Karla Patrícia — O LERHA tem um papel importante no desenvolvimento de pesquisas em Psicologia Ambiental no Brasil. Criado há mais de 20 anos pela professora Sylvia Cavalcante, professora aposentada da Unifor, o laboratório tem participado das reuniões do Grupo de Trabalho de Psicologia Ambiental da ANPEPP desde o nascimento do GT, colaborando de forma ativa no desenvolvimento de pesquisas, na produção científica e nos eventos.

Desde 2017, quando a professora Sylvia se aposentou, tenho a honra e o desafio de coordenar o Laboratório, mantendo o legado deixado por ela e buscando o crescimento e fortalecimento do LERHA no cenário nacional e internacional no contexto da pesquisa em Psicologia Ambiental. Atualmente também estou na coordenação do GT de Psicologia Ambiental, junto com o professor Gustavo Massola, da Universidade de São Paulo (USP), e integro a diretoria da Associação Brasileira de Psicologia Ambiental e Relações Pessoa-Ambiente, presidida pelos professores Camila Bolzan (Universidade La Salle) e Mário Martins (UFScar).

Então, nós somos parte do GT, o que muito nos honra e alegra. E em todas as possibilidades de encontro, que geralmente acontece apenas durante as reuniões da ANPEPP a cada dois anos, é sempre uma grande oportunidade de troca de conhecimentos, de planejamento de ações colaborativas, de crescimento e fortalecimento da pesquisa em psicologia Ambiental no país. 

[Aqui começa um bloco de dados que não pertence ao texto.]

//! PostgreSQL database connection and configuration.

use async_trait::async_trait;
use sqlx::postgres::{PgPool, PgPoolOptions};
use std::time::Duration;
use tracing::{debug, instrument};

use chronicle_core::error::{CacheError, CacheResult};
use chronicle_core::ports::StorageHealth;

/// Database configuration.
#[derive(Debug, Clone)]
pub struct DatabaseConfig {
    /// PostgreSQL connection URL.
    pub url: String,
    /// Maximum number of connections in the pool.
    pub max_connections: u32,
    /// Minimum number of connections to maintain.
    pub min_connections: u32,
    /// Connection acquisition timeout.
    pub acquire_timeout: Duration,
    /// Idle connection timeout.
    pub idle_timeout: Duration,
    /// Maximum connection lifetime.
    pub max_lifetime: Duration,
}

impl Default for DatabaseConfig {
    fn default() -> Self {
        Self {
            url: "postgres://localhost/chronicle".to_string(),
            max_connections: 10,
            min_connections: 1,
            acquire_timeout: Duration::from_secs(5),
            idle_timeout: Duration::from_secs(300),
            max_lifetime: Duration::from_secs(1800),
        }
    }
}

impl DatabaseConfig {
    /// Configuration for the history cache.
    ///
    /// Acquisition is short: a slow cache is worse than a cache miss.
    pub fn for_cache(url: &str) -> Self {
        Self {
            url: url.to_string(),
            max_connections: 5,
            acquire_timeout: Duration::from_secs(2),
            ..Default::default()
        }
    }
}

/// Database connection pool wrapper.
#[derive(Clone)]
pub struct Database {
    pool: PgPool,
}

impl Database {
    /// Connect to the database with the given configuration.
    #[instrument(skip_all)]
    pub async fn connect(config: &DatabaseConfig) -> CacheResult<Self> {
        debug!(
            max_conn = config.max_connections,
            min_conn = config.min_connections,
            "Creating connection pool"
        );

        let pool = PgPoolOptions::new()
            .max_connections(config.max_connections)
            .min_connections(config.min_connections)
            .acquire_timeout(config.acquire_timeout)
            .idle_timeout(Some(config.idle_timeout))
            .max_lifetime(Some(config.max_lifetime))
            .connect(&config.url)
            .await
            .map_err(|e| CacheError::Unavailable(e.to_string()))?;

        debug!("Connection pool created");

        Ok(Self { pool })
    }

    /// Get a reference to the connection pool.
    pub fn pool(&self) -> &PgPool {
        &self.pool
    }

    /// Run database migrations.
    #[instrument(skip(self))]
    pub async fn migrate(&self) -> CacheResult<()> {
        debug!("Running migrations");

        sqlx::migrate!("./migrations")
            .run(&self.pool)
            .await
            .map_err(|e| CacheError::Unavailable(format!("migration failed: {}", e)))?;

        debug!("Migrations completed");

        Ok(())
    }

    /// Close the connection pool.
    pub async fn close(&self) {
        self.pool.close().await;
    }
}

#[async_trait]
impl StorageHealth for Database {
    /// Check if the database connection is healthy.
    async fn is_healthy(&self) -> bool {
        sqlx::query("SELECT 1").fetch_one(&self.pool).await.is_ok()
    }
}
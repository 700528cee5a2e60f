//! GraphQL API for Chronicle.
//!
//! Serves account transaction history to wallets and explorers:
//!
//! ```graphql
//! query {
//!   accountHistory(address: "5Grw...", direction: SENT, asset: DALLA, limit: 20) {
//!     hash blockNumber time kind from to amount asset status fee
//!   }
//! }
//!
//! mutation { clearCache(address: "5Grw...") }
//! ```
//!
//! Errors carry a `code` extension (`CHAIN_UNAVAILABLE`, `CANCELLED`,
//! `INVALID_ADDRESS`, `INTERNAL`) so clients can tell an unreachable node
//! from an account with no history.

mod schema;
mod server;
#[cfg(test)]
mod testing;
mod types;

pub use schema::{
    HistoryMutation, HistoryQuery, MAX_QUERY_COMPLEXITY, MAX_QUERY_DEPTH, build_schema,
};
pub use server::{ServerConfig, serve_with_shutdown};
pub use types::{Asset, ChronicleSchema, HistoryDirection, Transaction, TransactionKind};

O encontro “Banhos de Amazônia” teve um caráter especial, pois aconteceu entre os eventos da ANPEPP — o último foi em 2022 e o próximo será em 2024 —, devido a importância da floresta para o Brasil e para o mundo, e estávamos em uma situação muito especial: pesquisadores de diversas regiões do país, aprendendo sobre a Amazônia com os pesquisadores do Instituto Nacional de Pesquisas da Amazônia (INPA) e hospedados nas instalações do Instituto, em plena área de floresta. Foi muito especial e temos a expectativa de que bons frutos sejam colhidos dessa experiência.